I can’t help being a little competitive. When I got back into motorcycling, I started thinking about the patches people wear on their vests and jackets. I don’t run with folks in MCs so I’m not talking about an MC patch with a bottom rocker. I’m talking about the patches you see when you’re around other bikers at casual events. You’ll see a lot of HOG rally patches and pins. You’ll see “I support the 2nd Amendment” and “Don’t Tread on Me” and such quite a bit. I respect those patches and pins, truly, but I don’t ask people about them. A lot of those stand purely for group affiliation or political ideology. Good patches are like a good tattoo: it’s a personal emblem, but it’s also the start of a story. “Hey what does that mean?” “Oh hey I rode the dragon’s tail last year too!”
So, if you’re a goofy looking guy riding a Victory in the heart of Harley country near Milwaukee, you might feel the evil eye on you a little bit when you’re parking your bike, and that goes double if you’re flying some “Victory owner” patches. I started collecting patches about where I’d been and what I’d done. The first one I earned (other than by buying a motorcycle) was the Wisconsin Rustic Roads tour.
If you’re near Badgerland, check it out: http://wisconsindot.gov/Pages/travel/road/rustic-roads/default.aspx
Now if you’re under the age of 40 you are likely familiar with the notion of Achievements in video games. Achievements award you for doing something that’s already fun: playing the game. But you get 50 headshots in a row, and you get a special badge. Depending on where you live and your age, again, you may be familiar with the notion of BoyScout/GirlScout patches. I built a fire, I get the fire patch. I caught a fish, I get the fish patch. Well, I took pictures of my bike in front of rustic road signs in Wisconsin until I got the rust roads patch. Riding motorcycles is obviously already fun, but if I do these certain things I’ll also get a badge/patch/cheevo. My favorite photo from the rustic roads tour is my muscle bobber (a Victory Gunner) in front of the sign right across the street from the Potosi Brewery in Western Wisconsin, right across the river from Debuque.
By the way, this fun little bobber started my mind on the topic of: What is the correct number and kind of motorcycles to own? More on that in the future.
At any rate, I got a patch, and I earned it. I proudly sewed it on to the front of my vest in a random place because I’m not an artist and I’m a pretty shitty seamstress.

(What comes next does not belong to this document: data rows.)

//! Artifact persistence port.
//!
//! Implementations generate the artifact body through a
//! [`ContentGenerator`](crate::ContentGenerator) and write it to a document
//! store. Only create and read are supported; artifacts are immutable.

use async_trait::async_trait;
use uuid::Uuid;

use crate::artifact::{Artifact, ArtifactKind};
use crate::error::Result;
use crate::request::GenerationRequest;

/// Create/read access to persisted artifacts.
#[async_trait]
pub trait ArtifactStore: Send + Sync {
    /// Generates an artifact for `request`, assigns it an id, and persists it.
    ///
    /// Fails with `Validation` for bad input, `GenerationFailure` if the
    /// generator fails, and `Persistence` if the write fails.
    async fn create_artifact(&self, request: &GenerationRequest) -> Result<Artifact>;

    /// Loads a persisted artifact of the given kind.
    ///
    /// Fails with `NotFound` when no artifact of that kind has this id.
    async fn get_artifact(&self, kind: ArtifactKind, id: Uuid) -> Result<Artifact>;
}
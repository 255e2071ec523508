//! Session event types and broadcasting.
//!
//! The session controller publishes an event for every observable change so a
//! front end can redraw without polling.
//!
//! # Event Types
//!
//! - `phase_changed` - The session moved between phases
//! - `tick` - One second of a practice test countdown elapsed
//! - `time_expired` - The countdown reached zero and the test was submitted
//! - `answer_recorded` - An answer was stored or overwritten
//! - `navigated` - The item cursor moved or a card was flipped
//! - `stale_result_discarded` - A generation finished after the session moved on
//! - `error` - A failure was surfaced to the user
//!
//! # Example
//!
//! ```no_run
//! use studyai_core::events::{EventBroadcaster, SessionEvent};
//! use studyai_core::Phase;
//!
//! # async fn example() {
//! let broadcaster = EventBroadcaster::new(100);
//! let mut receiver = broadcaster.subscribe();
//!
//! broadcaster.send(SessionEvent::phase_changed(Phase::Idle, Phase::Pending));
//!
//! if let Ok(event) = receiver.recv().await {
//!     println!("Received: {:?}", event);
//! }
//! # }
//! ```

use serde::{Deserialize, Serialize};
use tokio::sync::broadcast;

use crate::session::Phase;

// ============================================================================
// Event Payloads
// ============================================================================

/// Payload for the `phase_changed` event.
#[derive(Debug, Clone, PartialEq, Eq, Serialize, Deserialize)]
pub struct PhaseChangedPayload {
    /// Phase before the transition.
    pub from: Phase,
    /// Phase after the transition.
    pub to: Phase,
}

/// Payload for the `tick` event.
#[derive(Debug, Clone, PartialEq, Eq, Serialize, Deserialize)]
#[serde(rename_all = "camelCase")]
pub struct TickPayload {
    /// Seconds left on the countdown.
    pub remaining_secs: u64,
}

/// Payload for the `answer_recorded` event.
#[derive(Debug, Clone, PartialEq, Eq, Serialize, Deserialize)]
#[serde(rename_all = "camelCase")]
pub struct AnswerRecordedPayload {
    /// Question the answer belongs to.
    pub question_id: u32,
    /// Number of questions answered so far.
    pub answered: usize,
}

/// Payload for the `navigated` event.
#[derive(Debug, Clone, PartialEq, Eq, Serialize, Deserialize)]
pub struct NavigatedPayload {
    /// New cursor position.
    pub index: usize,
    /// Whether the current card shows its back.
    pub flipped: bool,
}

/// Payload for the `error` event.
#[derive(Debug, Clone, PartialEq, Eq, Serialize, Deserialize)]
pub struct ErrorPayload {
    /// Human-readable error message.
    pub message: String,
}

// ============================================================================
// Event Enum
// ============================================================================

/// Session events.
///
/// All events are serialized as JSON objects with "event" and "payload" fields.
#[derive(Debug, Clone, PartialEq, Eq, Serialize, Deserialize)]
#[serde(tag = "event", content = "payload", rename_all = "snake_case")]
pub enum SessionEvent {
    /// Sent on every phase transition.
    PhaseChanged(PhaseChangedPayload),
    /// Sent once per countdown second.
    Tick(TickPayload),
    /// Sent when a countdown expires.
    TimeExpired,
    /// Sent when an answer is stored.
    AnswerRecorded(AnswerRecordedPayload),
    /// Sent when the cursor or flip state changes.
    Navigated(NavigatedPayload),
    /// Sent when a late generation result is dropped.
    StaleResultDiscarded,
    /// Sent when an error is surfaced.
    Error(ErrorPayload),
}

impl SessionEvent {
    /// Creates a `PhaseChanged` event.
    #[must_use]
    pub const fn phase_changed(from: Phase, to: Phase) -> Self {
        Self::PhaseChanged(PhaseChangedPayload { from, to })
    }

    /// Creates a `Tick` event.
    #[must_use]
    pub const fn tick(remaining_secs: u64) -> Self {
        Self::Tick(TickPayload { remaining_secs })
    }

    /// Creates an `AnswerRecorded` event.
    #[must_use]
    pub const fn answer_recorded(question_id: u32, answered: usize) -> Self {
        Self::AnswerRecorded(AnswerRecordedPayload {
            question_id,
            answered,
        })
    }

    /// Creates a `Navigated` event.
    #[must_use]
    pub const fn navigated(index: usize, flipped: bool) -> Self {
        Self::Navigated(NavigatedPayload { index, flipped })
    }

    /// Creates an `Error` event.
    #[must_use]
    pub fn error(message: impl Into<String>) -> Self {
        Self::Error(ErrorPayload {
            message: message.into(),
        })
    }

    /// Returns the event name as a string.
    #[must_use]
    pub const fn event_name(&self) -> &'static str {
        match self {
            Self::PhaseChanged(_) => "phase_changed",
            Self::Tick(_) => "tick",
            Self::TimeExpired => "time_expired",
            Self::AnswerRecorded(_) => "answer_recorded",
            Self::Navigated(_) => "navigated",
            Self::StaleResultDiscarded => "stale_result_discarded",
            Self::Error(_) => "error",
        }
    }
}

// ============================================================================
// Event Broadcaster
// ============================================================================

/// Broadcasts session events to every subscriber.
///
/// Uses a tokio broadcast channel. Events are not kept for late subscribers.
#[derive(Debug, Clone)]
pub struct EventBroadcaster {
    sender: broadcast::Sender<SessionEvent>,
}

impl EventBroadcaster {
    /// Creates a new `EventBroadcaster` with the specified buffer capacity.
    ///
    /// The buffer determines how many events can be queued per subscriber
    /// before old events are dropped.
    #[must_use]
    pub fn new(capacity: usize) -> Self {
        let (sender, _) = broadcast::channel(capacity);
        Self { sender }
    }

    /// Creates a new subscriber for receiving events.
    ///
    /// A subscriber that falls behind receives a `Lagged` error and misses
    /// some events.
    #[must_use]
    pub fn subscribe(&self) -> broadcast::Receiver<SessionEvent> {
        self.sender.subscribe()
    }

    /// Broadcasts an event to all subscribers.
    ///
    /// Returns the number of receivers that will see the event.
    pub fn send(&self, event: SessionEvent) -> usize {
        // Err only means nobody is listening
        self.sender.send(event).unwrap_or(0)
    }

    /// Returns the number of active subscribers.
    #[must_use]
    pub fn receiver_count(&self) -> usize {
        self.sender.receiver_count()
    }
}

impl Default for EventBroadcaster {
    fn default() -> Self {
        Self::new(100)
    }
}
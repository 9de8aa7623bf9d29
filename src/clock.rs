//! Monotonic millisecond timebase.
//! The detector only ever subtracts two readings with wrapping arithmetic,
//! so u32 rollover in a long-lived process is harmless.

use std::time::Instant;

/// Monotonic millisecond counter. Implementations may wrap.
pub trait Timebase: Send + Sync {
    fn now_ms(&self) -> u32;
}

/// Process-lifetime timebase backed by `Instant`.
pub struct MonotonicTimebase {
    origin: Instant,
}

impl MonotonicTimebase {
    pub fn new() -> Self {
        Self {
            origin: Instant::now(),
        }
    }
}

impl Default for MonotonicTimebase {
    fn default() -> Self {
        Self::new()
    }
}

impl Timebase for MonotonicTimebase {
    fn now_ms(&self) -> u32 {
        self.origin.elapsed().as_millis() as u32
    }
}
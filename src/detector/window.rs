//! Sample window: fixed pre-allocated circular store of quantized slots.
//! One boolean per tick; the capacity spans the full classification window.
//! No dynamic allocation after construction.

/// Fixed-size ring of boolean slots. Pre-allocated, never grows.
/// Callers never see storage order or perform index math themselves.
pub struct SampleWindow {
    slots: Box<[bool]>,
    write_pos: usize,
    written: u64,
    capacity: usize,
}

impl SampleWindow {
    pub fn new(capacity: usize) -> Self {
        Self {
            slots: vec![false; capacity].into_boxed_slice(),
            write_pos: 0,
            written: 0,
            capacity,
        }
    }

    /// Write one slot, silently discarding the oldest once the window has
    /// wrapped. Called from the event loop — must not allocate.
    #[inline]
    pub fn write(&mut self, value: bool) {
        self.slots[self.write_pos] = value;
        self.write_pos = (self.write_pos + 1) % self.capacity;
        self.written += 1;
    }

    /// All slots in chronological order, oldest first, length = capacity.
    /// Slots not yet written read as `false`.
    pub fn snapshot(&self) -> Vec<bool> {
        if self.written < self.capacity as u64 {
            // Not wrapped yet: storage order is already chronological, with
            // the zero-initialized tail standing in for future ticks.
            return self.slots.to_vec();
        }
        let mut out = vec![false; self.capacity];
        for (i, slot) in out.iter_mut().enumerate() {
            *slot = self.slots[(self.write_pos + i) % self.capacity];
        }
        out
    }

    pub fn capacity(&self) -> usize {
        self.capacity
    }

    /// Total slots written since the last clear (not clamped to capacity).
    pub fn written(&self) -> u64 {
        self.written
    }

    /// Reset to the freshly-constructed state.
    pub fn clear(&mut self) {
        self.slots.fill(false);
        self.write_pos = 0;
        self.written = 0;
    }
}
//! clapsense: sound-event quantization + sliding-window clap detection.
//! Pipeline: microphone threshold crossings → quantizer → sample window →
//! invocation gate → classifier → sticky detection flag.

pub mod clock;
pub mod detector;
pub mod epoch;
pub mod metrics;
pub mod mic;
pub mod state_machine;

use std::sync::Arc;
use std::time::Duration;
use tracing::{info, warn};

use clock::{MonotonicTimebase, Timebase};
use detector::classifier::OldestSlotStub;
use detector::{spawn_event_loop, Detector, DetectorConfig};
use metrics::MetricsRegistry;

/// Build the full pipeline and poll detections until the process is killed.
pub fn run() {
    tracing_subscriber::fmt()
        .with_env_filter(
            tracing_subscriber::EnvFilter::try_from_default_env()
                .unwrap_or_else(|_| "clapsense=debug".parse().unwrap()),
        )
        .with_target(true)
        .with_thread_ids(true)
        .init();

    info!("clapsense starting");

    let metrics = Arc::new(MetricsRegistry::new());
    let timebase: Arc<dyn Timebase> = Arc::new(MonotonicTimebase::new());
    let detector = Arc::new(Detector::new(
        DetectorConfig::default(),
        Arc::clone(&timebase),
        Box::new(OldestSlotStub),
        Arc::clone(&metrics),
    ));

    let (event_tx, event_rx) = crossbeam_channel::unbounded();
    let _event_loop = spawn_event_loop(event_rx, Arc::clone(&detector));

    let _mic = match mic::start_mic_source(
        detector.config(),
        event_tx,
        Arc::clone(&timebase),
        detector.epoch(),
    ) {
        Ok(handle) => Some(handle),
        Err(e) => {
            warn!(error = %e, "microphone source failed to start (no input device?)");
            None
        }
    };

    if let Err(e) = detector.start_listening() {
        warn!(error = %e, "start_listening rejected");
    }

    loop {
        std::thread::sleep(Duration::from_secs(1));
        if detector.was_detected() {
            let snapshot = detector.debug_snapshot();
            info!(window = %serde_json::json!(snapshot), "clap pattern detected");
        }
    }
}
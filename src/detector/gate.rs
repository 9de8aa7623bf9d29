//! Invocation gate: the classifier runs at most once per distinct tick,
//! however often the periodic tick fires.

/// Records the last tick the classifier was invoked for.
pub struct InvocationGate {
    last_invoked: Option<u32>,
}

impl InvocationGate {
    pub fn new() -> Self {
        Self { last_invoked: None }
    }

    /// True iff `current_tick` has not been classified yet this session.
    /// Accepting records the tick, so a repeat call for the same tick
    /// returns false.
    #[inline]
    pub fn should_invoke(&mut self, current_tick: u32) -> bool {
        match self.last_invoked {
            Some(last) if current_tick <= last => false,
            _ => {
                self.last_invoked = Some(current_tick);
                true
            }
        }
    }

    pub fn reset(&mut self) {
        self.last_invoked = None;
    }
}

impl Default for InvocationGate {
    fn default() -> Self {
        Self::new()
    }
}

Still, while no one has really struck up a conversation with me about this particular patch, my other patches have started a lot of conversations. It’s primal, this is one of the oldest ways of interacting with other humans. Your clothes, jewelry, scars, or tattoos say something. You mark yourself. People ask you about your markings. You make allies with people who understand your stories. I like marking myself as a biker with certain patches and tattoos. I may work in Corporate America, but I am proud of my tribal scars.